Photo credit: by Chen GL, Yang DH, Wu JY, Kuo CW, Hsu WH - Neuropathic pain in hereditary coproporphyria. Chen GL, Yang DH, Wu JY, Kuo CW, Hsu WH - Pak J Med Sci (2013)
https://openi.nlm.nih.gov/detailedresult.php?img=PMC3809238_pjms-29-672-g001&query=porphyria&req=4&npos=30, CC BY 3.0; Wikipedia Commons

Porphyria is a group of mostly genetic diseases in which substances called 1) _____ build up in the body, negatively affecting the skin or nervous system. The types that affect the nervous system are also known as acute porphyria, as symptoms are rapid in onset and short in duration. Symptoms of an attack include abdominal pain, chest pain, vomiting, confusion, constipation, fever, high blood pressure, and high heart rate. The attacks usually last for days to weeks. Complications may include paralysis, low blood sodium levels, and seizures. Attacks may be triggered by alcohol, smoking, hormonal changes, fasting, stress, or certain medications. If the skin is affected, blisters or itching may occur with sunlight exposure.

Most types of porphyria are inherited from one or both of a person's parents and are due to a mutation in one of the genes that make 2) _____. They may be inherited in an autosomal dominant, autosomal recessive, or X-linked dominant manner. One type, porphyria cutanea tarda, may also be due to increased iron in the liver, hepatitis C, alcohol, or HIV/AIDS. The underlying mechanism results in a decrease in the amount of heme produced and a build-up of substances involved in making heme. Porphyrias may also be classified by whether the liver or bone marrow is affected. Diagnosis is typically made by blood, urine, and stool tests. Genetic testing may be done to determine the specific 3) _____.

Treatment depends on the type of porphyria and the person's symptoms. Treatment of porphyria of the skin generally involves the avoidance of sunlight, while treatment for acute porphyria may involve giving intravenous heme or a glucose solution. Rarely, a liver transplant may be carried out. The precise prevalence of porphyria is unclear, but it is estimated to affect between 1 and 100 per 50,000 people. Porphyria cutanea tarda is believed to be the most common type. The disease was described as early as 370 BCE by 4) _____. The underlying mechanism was first described by German physiologist and chemist Felix Hoppe-Seyler in 1871. The name porphyria is from the Greek porphyra, meaning "purple", a reference to the color of the urine that may be present during an attack.

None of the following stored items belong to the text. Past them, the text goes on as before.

use indextree::{Arena, NodeId};

use crate::error::{DomError, DomResult};
use crate::html::{escape_attr, escape_text, is_void, parse_body_fragment};
use crate::range::SelectionRange;
use crate::snapshot::{Attrs, ElementSnapshot, NodeSnapshot, TextSnapshot};
use crate::tree::{DomTree, SelectionHost};

#[derive(Debug, Clone, PartialEq, Eq)]
pub enum NodeData {
    Element { tag: String, attrs: Attrs },
    Text(String),
}

impl NodeData {
    pub fn element(tag: impl Into<String>) -> Self {
        NodeData::Element {
            tag: tag.into().to_ascii_lowercase(),
            attrs: Attrs::default(),
        }
    }

    pub fn text(text: impl Into<String>) -> Self {
        NodeData::Text(text.into())
    }
}

pub struct Document {
    arena: Arena<NodeData>,
    body: NodeId,
    selection: Option<SelectionRange<NodeId>>,
}

impl Default for Document {
    fn default() -> Self {
        Self::new()
    }
}

impl Document {
    pub fn new() -> Self {
        let mut arena = Arena::new();
        let body = arena.new_node(NodeData::element("body"));
        Self {
            arena,
            body,
            selection: None,
        }
    }

    pub fn body(&self) -> NodeId {
        self.body
    }

    pub fn data(&self, node: NodeId) -> Option<&NodeData> {
        self.arena.get(node).map(|n| n.get())
    }

    pub fn create_element(&mut self, tag: &str) -> NodeId {
        self.arena.new_node(NodeData::element(tag))
    }

    pub fn create_text_node(&mut self, text: impl Into<String>) -> NodeId {
        self.arena.new_node(NodeData::text(text))
    }

    pub fn attribute(&self, node: NodeId, name: &str) -> Option<&str> {
        match self.data(node)? {
            NodeData::Element { attrs, .. } => attrs.get(name).map(String::as_str),
            NodeData::Text(_) => None,
        }
    }

    pub fn set_attribute(
        &mut self,
        node: NodeId,
        name: &str,
        value: impl Into<String>,
    ) -> DomResult<()> {
        match self.data_mut(node)? {
            NodeData::Element { attrs, .. } => {
                attrs.insert(name.to_ascii_lowercase(), value.into());
                Ok(())
            }
            NodeData::Text(_) => Err(DomError::HierarchyRequest(
                "text nodes have no attributes".into(),
            )),
        }
    }

    pub fn set_text(&mut self, node: NodeId, text: impl Into<String>) -> DomResult<()> {
        match self.data_mut(node)? {
            NodeData::Text(t) => {
                *t = text.into();
                Ok(())
            }
            NodeData::Element { .. } => Err(DomError::HierarchyRequest(
                "element has no text data".into(),
            )),
        }
    }

    pub fn inner_html(&self, node: NodeId) -> String {
        let mut out = String::new();
        for child in self.children(node) {
            self.write_html(child, &mut out);
        }
        out
    }

    pub fn outer_html(&self, node: NodeId) -> String {
        let mut out = String::new();
        self.write_html(node, &mut out);
        out
    }

    pub fn set_inner_html(&mut self, node: NodeId, html: &str) -> DomResult<()> {
        if self.is_text(node) {
            return Err(DomError::HierarchyRequest(
                "cannot set markup on a text node".into(),
            ));
        }
        let fragment = parse_body_fragment(html);
        while let Some(child) = self.first_child(node) {
            self.remove_child(node, child)?;
        }
        for snapshot in &fragment {
            self.append_snapshot(node, snapshot)?;
        }
        Ok(())
    }

    pub fn snapshot(&self, node: NodeId) -> Option<NodeSnapshot> {
        let snapshot = match self.data(node)? {
            NodeData::Text(text) => NodeSnapshot::Text(TextSnapshot { text: text.clone() }),
            NodeData::Element { tag, attrs } => NodeSnapshot::Element(ElementSnapshot {
                tag: tag.clone(),
                attrs: attrs.clone(),
                children: self
                    .children(node)
                    .filter_map(|child| self.snapshot(child))
                    .collect(),
            }),
        };
        Some(snapshot)
    }

    pub fn append_snapshot(&mut self, parent: NodeId, snapshot: &NodeSnapshot) -> DomResult<NodeId> {
        let node = match snapshot {
            NodeSnapshot::Text(t) => self.create_text_node(t.text.clone()),
            NodeSnapshot::Element(el) => self.arena.new_node(NodeData::Element {
                tag: el.tag.to_ascii_lowercase(),
                attrs: el.attrs.clone(),
            }),
        };
        self.append_child(parent, node)?;
        if let NodeSnapshot::Element(el) = snapshot {
            for child in &el.children {
                self.append_snapshot(node, child)?;
            }
        }
        Ok(node)
    }

    fn data_mut(&mut self, node: NodeId) -> DomResult<&mut NodeData> {
        self.arena
            .get_mut(node)
            .filter(|n| !n.is_removed())
            .map(|n| n.get_mut())
            .ok_or_else(|| DomError::InvalidState(format!("node {node:?} no longer exists")))
    }

    fn write_html(&self, node: NodeId, out: &mut String) {
        match self.data(node) {
            Some(NodeData::Text(text)) => escape_text(text, out),
            Some(NodeData::Element { tag, attrs }) => {
                out.push('<');
                out.push_str(tag);
                for (key, value) in attrs {
                    out.push(' ');
                    out.push_str(key);
                    out.push_str("=\"");
                    escape_attr(value, out);
                    out.push('"');
                }
                out.push('>');
                if is_void(tag) {
                    return;
                }
                for child in self.children(node) {
                    self.write_html(child, out);
                }
                out.push_str("</");
                out.push_str(tag);
                out.push('>');
            }
            None => {}
        }
    }

    fn link(&self, node: NodeId) -> Option<&indextree::Node<NodeData>> {
        self.arena.get(node).filter(|n| !n.is_removed())
    }
}

impl DomTree for Document {
    type Node = NodeId;

    fn parent(&self, node: NodeId) -> Option<NodeId> {
        self.link(node)?.parent()
    }

    fn first_child(&self, node: NodeId) -> Option<NodeId> {
        self.link(node)?.first_child()
    }

    fn last_child(&self, node: NodeId) -> Option<NodeId> {
        self.link(node)?.last_child()
    }

    fn next_sibling(&self, node: NodeId) -> Option<NodeId> {
        self.link(node)?.next_sibling()
    }

    fn previous_sibling(&self, node: NodeId) -> Option<NodeId> {
        self.link(node)?.previous_sibling()
    }

    fn is_element(&self, node: NodeId) -> bool {
        matches!(self.data(node), Some(NodeData::Element { .. }))
    }

    fn is_text(&self, node: NodeId) -> bool {
        matches!(self.data(node), Some(NodeData::Text(_)))
    }

    fn tag_name(&self, node: NodeId) -> Option<&str> {
        match self.data(node)? {
            NodeData::Element { tag, .. } => Some(tag.as_str()),
            NodeData::Text(_) => None,
        }
    }

    fn text(&self, node: NodeId) -> Option<&str> {
        match self.data(node)? {
            NodeData::Text(text) => Some(text.as_str()),
            NodeData::Element { .. } => None,
        }
    }

    fn is_removed(&self, node: NodeId) -> bool {
        self.link(node).is_none()
    }

    fn clone_shallow(&mut self, node: NodeId) -> DomResult<NodeId> {
        let data = self.data_mut(node)?.clone();
        Ok(self.arena.new_node(data))
    }

    fn insert_before(
        &mut self,
        parent: NodeId,
        child: NodeId,
        reference: Option<NodeId>,
    ) -> DomResult<()> {
        if !self.is_element(parent) {
            return Err(DomError::HierarchyRequest(
                "only elements can have children".into(),
            ));
        }
        if self.contains(child, parent) {
            return Err(DomError::HierarchyRequest(
                "cannot insert a node into its own subtree".into(),
            ));
        }
        match reference {
            Some(reference) if self.parent(reference) != Some(parent) => Err(DomError::NotFound),
            Some(reference) if reference == child => Ok(()),
            Some(reference) => Ok(reference.checked_insert_before(child, &mut self.arena)?),
            None => Ok(parent.checked_append(child, &mut self.arena)?),
        }
    }

    fn remove_child(&mut self, parent: NodeId, child: NodeId) -> DomResult<()> {
        if self.parent(child) != Some(parent) {
            return Err(DomError::NotFound);
        }
        child.detach(&mut self.arena);
        Ok(())
    }
}

impl SelectionHost for Document {
    fn selection(&self) -> Option<SelectionRange<NodeId>> {
        self.selection
    }

    fn set_selection(&mut self, range: Option<SelectionRange<NodeId>>) {
        self.selection = range;
    }
}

The acute porphyrias are acute intermittent porphyria (AIP), variegate porphyria (VP), aminolevulinic acid dehydratase deficiency porphyria (ALAD) and hereditary coproporphyria (HCP). These diseases primarily affect the nervous system, resulting in episodic crises known as acute attacks. The major symptom of an acute attack is abdominal pain, often accompanied by vomiting, hypertension (elevated blood pressure), and tachycardia (an abnormally rapid heart rate). The most severe episodes may involve neurological complications: typically motor neuropathy (severe dysfunction of the peripheral nerves that innervate muscle), which leads to muscle weakness and potentially to quadriplegia (paralysis of all four limbs) and central nervous system symptoms such as seizures and coma. Occasionally, there may be short-lived psychiatric symptoms such as anxiety, confusion, hallucinations, and, very rarely, overt psychosis. All these symptoms resolve once the acute attack passes.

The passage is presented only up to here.